Scholar’s Day 2012: Beware Women!

Tomorrow, I’ll be leading a Scholar’s Day mock classroom event with 9 newly-admitted students who received high academic awards. My presentation is titled “Beware Women! Jonathan Swift and Lady Mary Wortley Montagu on Women and Writing in the 18th Century.” I love to teach these classes, particularly because they offer us an opportunity to start off on an exciting, academic footing with our new students, but also because there’s always the possibility of stealing a few more English majors to fill our coffers! I’ll be teaching two of my favorite poems from the 18th century, Swift’s “Lady’s Dressing Room” and Montagu’s richly-titled response–“The Reasons that Induced Dr. S— to Write a Poem Call’d ‘The Lady’s Dressing Room.'” I’ve taught other classes using these texts, but typically I foreground formal issues of meter and rhyme to lead into a discussion of parody and satire.  For the mock class tomorrow, I’m going to foreground questions of gender and authorship, framed by the role of poetry in the public sphere.
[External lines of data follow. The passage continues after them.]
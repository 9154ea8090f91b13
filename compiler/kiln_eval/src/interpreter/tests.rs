use std::sync::atomic::{AtomicUsize, Ordering};
use std::sync::Arc;

use kiln_emit::{BodyBuilder, BodyId, CallTarget, HookArg, WrapState};
use kiln_ir::{
    Fault, FaultKind, HookFn, ImplKey, MemberBody, Name, Receiver, RecordLayout, SharedInterner,
    TypeKey, Value, ValueType,
};
use kiln_types::{ClosedHook, ClosedImplementation, HookResult, Role, Shape};
use pretty_assertions::assert_eq;
use rustc_hash::FxHashMap;
use smallvec::smallvec;

use crate::{
    AccessorKind, BakedTypeBuilder, FieldKind, Instance, MemberEntry, MemberKey, MemberTarget,
};

/// Behaviour of the test wrapper's hooks.
#[derive(Clone, Copy)]
struct Knobs {
    veto: bool,
    rethrow: bool,
}

fn hook(roles: &[Role], result: HookResult, body: HookFn) -> ClosedHook {
    ClosedHook {
        roles: roles.iter().map(|r| (*r, true)).collect(),
        result,
        body,
    }
}

/// Before vetoes with -1, After adds 100, AfterError zeroes the value when
/// it suppresses.
fn wrapper(interner: &SharedInterner, knobs: Knobs) -> ClosedImplementation {
    let mut hooks = FxHashMap::default();
    hooks.insert(
        interner.intern("Before"),
        hook(
            &[Role::Value],
            HookResult::Bool,
            HookFn::new(move |cx| {
                if knobs.veto {
                    *cx.value()? = Value::Int(-1);
                }
                Ok(Value::Bool(!knobs.veto))
            }),
        ),
    );
    hooks.insert(
        interner.intern("After"),
        hook(
            &[Role::Value],
            HookResult::Void,
            HookFn::new(|cx| {
                let v = cx.value()?.expect_int()?;
                *cx.value()? = Value::Int(v + 100);
                Ok(Value::Void)
            }),
        ),
    );
    hooks.insert(
        interner.intern("AfterError"),
        hook(
            &[Role::Exception, Role::Value],
            HookResult::Bool,
            HookFn::new(move |cx| {
                cx.exception()?;
                if !knobs.rethrow {
                    *cx.value()? = Value::Int(0);
                }
                Ok(Value::Bool(knobs.rethrow))
            }),
        ),
    );
    ClosedImplementation {
        key: ImplKey::from_raw(0),
        name: "Wrapper",
        shape: Shape::WrappingMethod,
        value_type: ValueType::Int,
        layout: Arc::new(RecordLayout::empty(Name::EMPTY)),
        hooks,
        mixin: None,
    }
}

/// A `Run() -> int` member wrapped around `body`.
fn wrapped(knobs: Knobs, body: MemberBody) -> Instance {
    let interner = SharedInterner::new();
    let run = interner.intern("Run");
    let mut ty = BakedTypeBuilder::new("Baked.IJob", TypeKey::from_raw(0), interner.clone());
    let field = ty.add_field(
        "<Run>impl",
        FieldKind::Implementation(Arc::new(wrapper(&interner, knobs))),
    );
    let body = ty.add_body(&body);

    let mut b = BodyBuilder::new("Baked.IJob.Run", run, vec![], ValueType::Int);
    let v = b.declare_value(ValueType::Int);
    let ex = b.declare_exception();
    let ok = b.declare_flag();
    let keep = b.declare_flag();
    let vetoed = b.new_block();
    let call = b.new_block();
    let succeeded = b.new_block();
    let catch = b.new_block();
    let suppressed = b.new_block();
    let rethrow = b.new_block();
    let exit = b.new_block();

    b.emit_zero(v);
    b.emit_call_hook(Some(ok), field, interner.intern("Before"), smallvec![HookArg::ValueRef(v)]);
    b.terminate_branch(ok, call, vetoed);

    b.position_at(vetoed);
    b.emit_mark(WrapState::Vetoed);
    b.terminate_jump(exit);

    b.position_at(call);
    b.terminate_invoke(Some(v), CallTarget::Body(body), smallvec![], succeeded, catch, ex);

    b.position_at(succeeded);
    b.emit_mark(WrapState::Succeeded);
    b.emit_call_hook(None, field, interner.intern("After"), smallvec![HookArg::ValueRef(v)]);
    b.terminate_jump(exit);

    b.position_at(catch);
    b.emit_call_hook(
        Some(keep),
        field,
        interner.intern("AfterError"),
        smallvec![HookArg::Exception(ex), HookArg::ValueRef(v)],
    );
    b.terminate_branch(keep, rethrow, suppressed);

    b.position_at(suppressed);
    b.emit_mark(WrapState::FailedSuppressed);
    b.terminate_jump(exit);

    b.position_at(rethrow);
    b.emit_mark(WrapState::FailedPropagating);
    b.terminate_rethrow(ex);

    b.position_at(exit);
    b.terminate_return(Some(v));

    ty.define(
        MemberKey::new(AccessorKind::Call, run, 0),
        MemberEntry {
            params: vec![],
            ret: ValueType::Int,
            target: MemberTarget::Synthesized(Arc::new(b.finish())),
            qualified: "IJob.Run".into(),
        },
    );
    Instance::construct(Arc::new(ty.finish())).unwrap()
}

const PASS: Knobs = Knobs {
    veto: false,
    rethrow: true,
};

#[test]
fn success_runs_after() {
    let obj = wrapped(PASS, MemberBody::new(|_| Ok(Value::Int(7))));
    let traced = obj.call_traced(AccessorKind::Call, "Run", &[]);
    assert_eq!(traced.result.unwrap(), Value::Int(107));
    assert_eq!(traced.state, WrapState::Succeeded);
}

#[test]
fn veto_skips_the_body() {
    let calls = Arc::new(AtomicUsize::new(0));
    let counted = Arc::clone(&calls);
    let body = MemberBody::new(move |_| {
        counted.fetch_add(1, Ordering::Relaxed);
        Ok(Value::Int(7))
    });
    let obj = wrapped(
        Knobs {
            veto: true,
            rethrow: true,
        },
        body,
    );

    let traced = obj.call_traced(AccessorKind::Call, "Run", &[]);
    assert_eq!(traced.result.unwrap(), Value::Int(-1));
    assert_eq!(traced.state, WrapState::Vetoed);
    assert_eq!(calls.load(Ordering::Relaxed), 0);
}

#[test]
fn rethrow_preserves_fault_identity() {
    let fault = Fault::raise("IoError", "disk gone");
    let thrown = fault.clone();
    let obj = wrapped(PASS, MemberBody::new(move |_| Err(thrown.clone())));

    let traced = obj.call_traced(AccessorKind::Call, "Run", &[]);
    assert!(traced.result.unwrap_err().ptr_eq(&fault));
    assert_eq!(traced.state, WrapState::FailedPropagating);
}

#[test]
fn suppressed_fault_returns_hook_value() {
    let obj = wrapped(
        Knobs {
            veto: false,
            rethrow: false,
        },
        MemberBody::new(|_| Err(Fault::raise("IoError", "disk gone"))),
    );
    let traced = obj.call_traced(AccessorKind::Call, "Run", &[]);
    assert_eq!(traced.result.unwrap(), Value::Int(0));
    assert_eq!(traced.state, WrapState::FailedSuppressed);
}

#[test]
fn mixin_bodies_see_their_state() {
    let interner = SharedInterner::new();
    let hits = interner.intern("Hits");
    let touch = interner.intern("Touch");
    let mixin = TypeKey::from_raw(4);
    let mut ty = BakedTypeBuilder::new("Baked.ITouch", TypeKey::from_raw(0), interner.clone());
    let field = ty.add_field(
        "TouchMixin",
        FieldKind::Mixin {
            key: mixin,
            layout: Arc::new(RecordLayout::new(interner.intern("TouchMixin"), vec![(hits, ValueType::Int)])),
        },
    );
    let body = ty.add_body(&MemberBody::new(move |cx| {
        let mut state = cx.state()?;
        let n = state.get(hits)?.expect_int()? + 1;
        state.set(hits, Value::Int(n))?;
        Ok(Value::Int(n))
    }));

    let mut b = BodyBuilder::new("Baked.ITouch.Touch", touch, vec![], ValueType::Int);
    let v = b.declare_value(ValueType::Int);
    b.emit_call_body(Some(v), CallTarget::MixinBody { field, body }, smallvec![]);
    b.terminate_return(Some(v));
    ty.define(
        MemberKey::new(AccessorKind::Call, touch, 0),
        MemberEntry {
            params: vec![],
            ret: ValueType::Int,
            target: MemberTarget::Synthesized(Arc::new(b.finish())),
            qualified: "ITouch.Touch".into(),
        },
    );
    let obj = Instance::construct(Arc::new(ty.finish())).unwrap();

    assert_eq!(obj.call("Touch", &[]).unwrap(), Value::Int(1));
    assert_eq!(obj.call("Touch", &[]).unwrap(), Value::Int(2));
    assert_eq!(obj.mixin_state(mixin).unwrap().get(hits).unwrap(), &Value::Int(2));
}

#[test]
fn bad_ir_faults_instead_of_panicking() {
    let interner = SharedInterner::new();
    let name = interner.intern("Broken");
    let mut ty = BakedTypeBuilder::new("Baked.IBroken", TypeKey::from_raw(0), interner.clone());
    let mut b = BodyBuilder::new("Baked.IBroken.Broken", name, vec![], ValueType::Void);
    b.emit_call_body(None, CallTarget::Body(BodyId::new(9)), smallvec![]);
    b.terminate_unreachable();
    ty.define(
        MemberKey::new(AccessorKind::Call, name, 0),
        MemberEntry {
            params: vec![],
            ret: ValueType::Void,
            target: MemberTarget::Synthesized(Arc::new(b.finish())),
            qualified: "IBroken.Broken".into(),
        },
    );
    let obj = Instance::construct(Arc::new(ty.finish())).unwrap();

    let err = obj.call_traced(AccessorKind::Call, "Broken", &[]).result.unwrap_err();
    assert!(matches!(err.kind(), FaultKind::Internal(msg) if msg.contains("body 9")));
}
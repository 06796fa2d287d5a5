//! External process execution
//!
//! All external commands the pipeline issues (package manager, registry
//! queries, git) go through a [`ProcessRunner`]. The shell-backed
//! implementation is [`ShellRunner`]; tests substitute a scripted runner.

use crate::error::{Error, Result};
use async_trait::async_trait;
use std::path::Path;
use std::process::Stdio;
use std::time::Duration;
use tokio::process::Command as TokioCommand;
use tokio::time::timeout;

/// Default budget for a single external command
pub const DEFAULT_COMMAND_TIMEOUT: Duration = Duration::from_secs(300);

/// Runs shell commands and returns their standard output
#[async_trait]
pub trait ProcessRunner: Send + Sync {
    /// Run `command` with `working_dir` as its current directory.
    ///
    /// Returns stdout verbatim. Fails if the process cannot be started, exits
    /// non-zero, or exceeds the runner's timeout.
    async fn run(&self, command: &str, working_dir: &Path) -> Result<String>;
}

/// Runs commands through the platform shell (`sh -c` / `cmd /C`)
#[derive(Debug, Clone)]
pub struct ShellRunner {
    timeout: Duration,
}

impl ShellRunner {
    pub fn new(timeout: Duration) -> Self {
        Self { timeout }
    }

    pub fn timeout(&self) -> Duration {
        self.timeout
    }

    /// `cmd` does its own quote parsing, so the command line is passed
    /// through unescaped there.
    #[cfg(windows)]
    fn shell_command(command: &str) -> TokioCommand {
        let mut cmd = TokioCommand::new("cmd");
        cmd.arg("/C").raw_arg(command);
        cmd
    }

    #[cfg(not(windows))]
    fn shell_command(command: &str) -> TokioCommand {
        let mut cmd = TokioCommand::new("sh");
        cmd.arg("-c").arg(command);
        cmd
    }
}

impl Default for ShellRunner {
    fn default() -> Self {
        Self::new(DEFAULT_COMMAND_TIMEOUT)
    }
}

#[async_trait]
impl ProcessRunner for ShellRunner {
    async fn run(&self, command: &str, working_dir: &Path) -> Result<String> {
        let child = Self::shell_command(command)
            .current_dir(working_dir)
            .stdin(Stdio::null())
            .stdout(Stdio::piped())
            .stderr(Stdio::piped())
            .kill_on_drop(true)
            .spawn()
            .map_err(|e| Error::ProcessFailure {
                command: command.to_string(),
                exit_code: None,
                output: e.to_string(),
            })?;

        // Dropping the future on timeout drops the child, which kills it.
        let output = match timeout(self.timeout, child.wait_with_output()).await {
            Ok(Ok(output)) => output,
            Ok(Err(e)) => {
                return Err(Error::ProcessFailure {
                    command: command.to_string(),
                    exit_code: None,
                    output: e.to_string(),
                });
            }
            Err(_) => {
                return Err(Error::Timeout {
                    command: command.to_string(),
                    timeout: self.timeout,
                });
            }
        };

        let stdout = String::from_utf8_lossy(&output.stdout).into_owned();

        if !output.status.success() {
            let stderr = String::from_utf8_lossy(&output.stderr).trim().to_string();
            return Err(Error::ProcessFailure {
                command: command.to_string(),
                exit_code: output.status.code(),
                output: if stderr.is_empty() {
                    stdout.trim().to_string()
                } else {
                    stderr
                },
            });
        }

        Ok(stdout)
    }
}


#[cfg(all(test, unix))]
mod tests {
    use super::*;
    use tempfile::TempDir;

    #[tokio::test]
    async fn test_run_returns_stdout() {
        let dir = TempDir::new().unwrap();
        let runner = ShellRunner::default();

        let output = runner.run("echo 18.3.1", dir.path()).await.unwrap();
        assert_eq!(output, "18.3.1\n");
    }

    #[tokio::test]
    async fn test_run_uses_working_directory() {
        let dir = TempDir::new().unwrap();
        std::fs::write(dir.path().join("marker.txt"), "here").unwrap();
        let runner = ShellRunner::default();

        let output = runner.run("cat marker.txt", dir.path()).await.unwrap();
        assert_eq!(output, "here");
    }

    #[tokio::test]
    async fn test_run_reports_non_zero_exit() {
        let dir = TempDir::new().unwrap();
        let runner = ShellRunner::default();

        let err = runner
            .run("echo broken >&2; exit 3", dir.path())
            .await
            .unwrap_err();
        match err {
            Error::ProcessFailure {
                exit_code, output, ..
            } => {
                assert_eq!(exit_code, Some(3));
                assert_eq!(output, "broken");
            }
            other => panic!("Expected ProcessFailure, got {:?}", other),
        }
    }

    #[tokio::test]
    async fn test_run_falls_back_to_stdout_when_stderr_empty() {
        let dir = TempDir::new().unwrap();
        let runner = ShellRunner::default();

        let err = runner.run("echo nope; exit 1", dir.path()).await.unwrap_err();
        match err {
            Error::ProcessFailure { output, .. } => assert_eq!(output, "nope"),
            other => panic!("Expected ProcessFailure, got {:?}", other),
        }
    }

    #[tokio::test]
    async fn test_run_times_out() {
        let dir = TempDir::new().unwrap();
        let runner = ShellRunner::new(Duration::from_millis(200));

        let err = runner.run("sleep 5", dir.path()).await.unwrap_err();
        assert!(matches!(err, Error::Timeout { .. }));
        assert!(err.to_string().ends_with("timed out after 200ms"));
    }

    #[tokio::test]
    async fn test_run_fails_in_missing_directory() {
        let dir = TempDir::new().unwrap();
        let runner = ShellRunner::default();

        let err = runner
            .run("echo hi", &dir.path().join("missing"))
            .await
            .unwrap_err();
        assert!(matches!(err, Error::ProcessFailure { exit_code: None, .. }));
    }
}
Here’s my presentation handout, as well as a page from J. Paul Hunter’s essay on “Couplets and Conversation,” from The Cambridge Companion to Eighteenth-Century Poetry. I’ve also got a recording of Swift’s “The Lady’s Dressing Room” and Montagu’s “Reasons that Induced…,” which we’ll listen to–I’m going to have students read Hunter aloud, instead of the poems, as I want them to be able to devote more energy to comprehending the verses. Here’s a PDF of the two poems, annotated–Swift’s is annotated by Jack Lynch, and Montagu’s, by me.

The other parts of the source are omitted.